International
$85 crude oil by Christmas
OP: What can we realistically expect from the OPEC/non-OPEC meeting in Doha?
MR: At most, countries may agree to freeze output, which may sound encouraging but in reality is little more than an agreement of the lowest common denominator since they are basically capacity constrained to begin with. To defend a price, OPEC would need to actively take barrels “out of the hands” of refiners – that is, a production cut, the current prospects for which lie somewhere between slim and none.
OP: Do you expect oil to fall back below $30 if Doha turns out to be disappointing?
MR: No, but that’s partly because we think the oil balance will be transitioning into a deficit in 2Q and because many will come to realize that a production freeze is not a viable plan to cause the oil balance to tighten.
OP: The oil industry is making massive cuts in investment. Should we be bracing ourselves for a price shock at some point in time? If yes when do you see this occurring?
MR: You cannot cut CAPEX and reduce upstream activity and somehow think future production growth goes unaffected. We forecast non-OPEC supply to contract this year for the first time since 2008. That was a way-out-of-consensus call to make a year-ago when most pundits vigorously argued non-OPEC production would still expand even with the drop in oil prices. What we’ve communicated to our clients – and those we deal with directly in OPEC – is that the spike down in oil prices is basically setting up an eventual spike up.

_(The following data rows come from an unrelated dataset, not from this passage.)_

//! Class and property command implementation
//!
//! Loads the primary file, the additional files and libraries from the
//! command line and the configuration, then runs the analyzer.

use std::fs;
use std::path::{Path, PathBuf};

use crate::analysis::ClassAnalyzer;
use crate::cli::{AnalyzeArgs, OutputFormat};
use crate::error::{Result, XamlGenError};
use crate::model::{FileIndex, LibraryIndex, SemanticModel, WorkspaceIndex};
use crate::parsing::parse_and_extract_with_options;
use crate::profile::{CompiledProfile, Profile};
use crate::schema::{AnalyzerOutput, SymbolOrigin};
use crate::Lang;

use super::CommandContext;

/// Run the class command
pub fn run_class(ctx: &CommandContext, args: &AnalyzeArgs) -> Result<String> {
    run_analysis(ctx, args, |analyzer, model, position| {
        analyzer.analyze(model, position)
    })
}

/// Run the property command
pub fn run_property(ctx: &CommandContext, args: &AnalyzeArgs) -> Result<String> {
    run_analysis(ctx, args, |analyzer, model, position| {
        analyzer.analyze_property(model, position)
    })
}

fn run_analysis<F>(ctx: &CommandContext, args: &AnalyzeArgs, analyze: F) -> Result<String>
where
    F: Fn(&ClassAnalyzer<'_>, &SemanticModel, usize) -> AnalyzerOutput,
{
    let profile = load_profile(ctx, args)?;
    let (model, position) = build_model(ctx, args)?;

    let analyzer = ClassAnalyzer::new(&profile).with_filter(ctx.config.analysis.member_filter());
    let output = analyze(&analyzer, &model, position);

    if output.is_empty() {
        tracing::info!("Nothing to generate at {} in {}", args.at, args.file.display());
    } else {
        tracing::info!("Generated markup for {}", output.name);
    }

    format_output(ctx, &output)
}

/// The profile named on the command line, in the config, or the default
fn load_profile(ctx: &CommandContext, args: &AnalyzeArgs) -> Result<CompiledProfile> {
    let path = args.profile.as_ref().or(ctx.config.profile.path.as_ref());
    let profile = match path {
        Some(path) => {
            tracing::info!("Using profile {}", path.display());
            Profile::load(path)?
        }
        None => Profile::default(),
    };
    profile.compile()
}

fn build_model(ctx: &CommandContext, args: &AnalyzeArgs) -> Result<(SemanticModel, usize)> {
    let path = &args.file;
    if !path.exists() {
        return Err(XamlGenError::FileNotFound {
            path: path.display().to_string(),
        });
    }

    let lang = Lang::from_path(path)?;
    tracing::debug!("Analyzing {} as {}", path.display(), lang.name());
    let source = fs::read_to_string(path)?;
    let position = args.at.to_offset(&source)?;

    let types = parse_and_extract_with_options(
        path,
        &source,
        lang,
        SymbolOrigin::PrimaryFile,
        args.print_ast,
    )?;
    let primary = FileIndex::from_declarations(path, types);

    let source_files = merged_paths(&args.with_files, &ctx.config.references.source_files, path);
    let workspace = WorkspaceIndex::load(source_files);
    tracing::debug!("{} additional source files loaded", workspace.len());

    let mut builder = SemanticModel::builder(primary).with_workspace(workspace);
    for library in merged_paths(&args.libraries, &ctx.config.references.libraries, path) {
        builder = builder.with_library(LibraryIndex::load(&library)?);
    }

    let model = builder.build();
    tracing::debug!(
        "Model over {} built with {} additional sources",
        model.primary().path().display(),
        model.additional_sources()
    );
    Ok((model, position))
}

/// Command-line paths followed by configured paths, without duplicates or
/// the primary file
fn merged_paths(explicit: &[PathBuf], configured: &[PathBuf], primary: &Path) -> Vec<PathBuf> {
    let mut paths: Vec<PathBuf> = Vec::with_capacity(explicit.len() + configured.len());
    for path in explicit.iter().chain(configured) {
        if path != primary && !paths.contains(path) {
            paths.push(path.clone());
        }
    }
    paths
}

fn format_output(ctx: &CommandContext, output: &AnalyzerOutput) -> Result<String> {
    match ctx.format {
        OutputFormat::Json => Ok(format!("{}\n", serde_json::to_string_pretty(output)?)),
        OutputFormat::Text if output.is_empty() => Ok(String::new()),
        OutputFormat::Text => Ok(format!("{}\n", output.output)),
    }
}
//! Grouping wrapper around per-member output

use std::fmt;

const GRID_ROWS: &str = "GRID-PLUS-ROWDEFS";
const GRID_ROWS_AND_COLUMNS: &str = "GRID-PLUS-ROWDEFS-2COLS";

/// Container placed around the rendered members of a class
#[derive(Debug, Clone, PartialEq, Eq, Default)]
pub enum Grouping {
    /// Entries are emitted unwrapped
    #[default]
    None,
    /// `<tag attributes>` ... `</tag>`
    Container {
        tag: String,
        attributes: Option<String>,
    },
    /// `<Grid>` with one row per entry
    GridWithRowDefinitions,
    /// `<Grid>` with an Auto and a star column plus one row per entry
    GridWithRowAndColumnDefinitions,
}

impl Grouping {
    /// Resolve a `ClassGrouping` value such as `StackPanel`,
    /// `StackPanel Orientation="Horizontal"` or `GRID-PLUS-ROWDEFS`
    pub fn parse(text: &str) -> Self {
        let text = text.trim();
        if text.is_empty() {
            return Self::None;
        }
        if text.eq_ignore_ascii_case(GRID_ROWS_AND_COLUMNS) {
            return Self::GridWithRowAndColumnDefinitions;
        }
        if text.eq_ignore_ascii_case(GRID_ROWS) {
            return Self::GridWithRowDefinitions;
        }

        match text.split_once(char::is_whitespace) {
            Some((tag, attributes)) => Self::Container {
                tag: tag.to_string(),
                attributes: Some(attributes.trim().to_string()),
            },
            None => Self::Container {
                tag: text.to_string(),
                attributes: None,
            },
        }
    }

    /// Whether this is one of the generated grid layouts
    pub fn is_grid_indicator(&self) -> bool {
        matches!(
            self,
            Self::GridWithRowDefinitions | Self::GridWithRowAndColumnDefinitions
        )
    }

    /// Opening lines for a container holding `rows` entries
    pub fn open_lines(&self, rows: usize) -> Vec<String> {
        match self {
            Self::None => Vec::new(),
            Self::Container { tag, attributes } => match attributes {
                Some(attributes) => vec![format!("<{} {}>", tag, attributes)],
                None => vec![format!("<{}>", tag)],
            },
            Self::GridWithRowDefinitions => {
                let mut lines = vec!["<Grid>".to_string()];
                lines.extend(row_definitions(rows));
                lines
            }
            Self::GridWithRowAndColumnDefinitions => {
                let mut lines = vec!["<Grid>".to_string()];
                lines.extend(column_definitions());
                lines.extend(row_definitions(rows));
                lines
            }
        }
    }

    /// Closing tag, empty for [`Grouping::None`]
    pub fn close_tag(&self) -> String {
        match self {
            Self::None => String::new(),
            Self::Container { tag, .. } => format!("</{}>", tag),
            Self::GridWithRowDefinitions | Self::GridWithRowAndColumnDefinitions => {
                "</Grid>".to_string()
            }
        }
    }

    /// Wrap rendered entries, newline-joined without a trailing newline
    pub fn wrap(&self, entries: &[String]) -> String {
        let mut lines = self.open_lines(entries.len().max(1));
        lines.extend(entries.iter().cloned());
        if !matches!(self, Self::None) {
            lines.push(self.close_tag());
        }
        lines.join("\n")
    }
}

impl fmt::Display for Grouping {
    fn fmt(&self, f: &mut fmt::Formatter<'_>) -> fmt::Result {
        match self {
            Self::None => Ok(()),
            Self::Container {
                tag,
                attributes: Some(attributes),
            } => write!(f, "{} {}", tag, attributes),
            Self::Container { tag, .. } => f.write_str(tag),
            Self::GridWithRowDefinitions => f.write_str(GRID_ROWS),
            Self::GridWithRowAndColumnDefinitions => f.write_str(GRID_ROWS_AND_COLUMNS),
        }
    }
}

fn column_definitions() -> Vec<String> {
    vec![
        "<Grid.ColumnDefinitions>".to_string(),
        "<ColumnDefinition Width=\"Auto\" />".to_string(),
        "<ColumnDefinition Width=\"*\" />".to_string(),
        "</Grid.ColumnDefinitions>".to_string(),
    ]
}

/// `rows - 1` Auto rows followed by one star row
fn row_definitions(rows: usize) -> Vec<String> {
    let rows = rows.max(1);
    let mut lines = Vec::with_capacity(rows + 2);
    lines.push("<Grid.RowDefinitions>".to_string());
    for _ in 1..rows {
        lines.push("<RowDefinition Height=\"Auto\" />".to_string());
    }
    lines.push("<RowDefinition Height=\"*\" />".to_string());
    lines.push("</Grid.RowDefinitions>".to_string());
    lines
}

OP: Will bankruptcies in the U.S. shale industry do anything to balance the market?
MR: We expect that it will feed into the contraction we forecast for U.S. output. We also see the credit availability issue as likely being a limiting factor moving forward, sort of like what we saw in 1986 and then again in 1999.
OP: Where should investors look if they want to put money in the energy market? What types of companies will perform well over the next year?
MR: Since energy equities basically trade as a proxy for the commodity, it’s safe to say all boats rise when the tide comes in. The ‘beta” names typically include the Oil Services sector and E&Ps. The most leveraged play would be the commodity itself (or a vehicle like the USO).
OP: Lenders to the oil and gas industry have been fairly lenient with companies. Do you believe that the banks will start to tighten the screws a bit more as the periodic credit redetermination period finishes up?
MR: The old joke is that bankers are the guys who will lend you an umbrella and then ask to have it returned as soon as it starts to rain. Yes, we think lending will become much more highly scrutinized and financing less readily available.
OP: Can oil break out from $40 per barrel anytime soon?
MR: Sure. All it takes is one outage of consequence. More generally, though, we think oil breaches $40 during 2Q as physical evidence becomes available about inventories drawing down globally.
OP: Where can you see oil heading over the next 3 months, 6 months and 1 year out?
MR: Our target is Brent crude at $85 by the end of 2016.
OP: How do you see the U.S. presidential elections impact U.S. oil and gas policies? What could be the most radical change for oil and gas?
MR: Ask me after the election…
OP: Thanks for taking the time to speak with us Mike.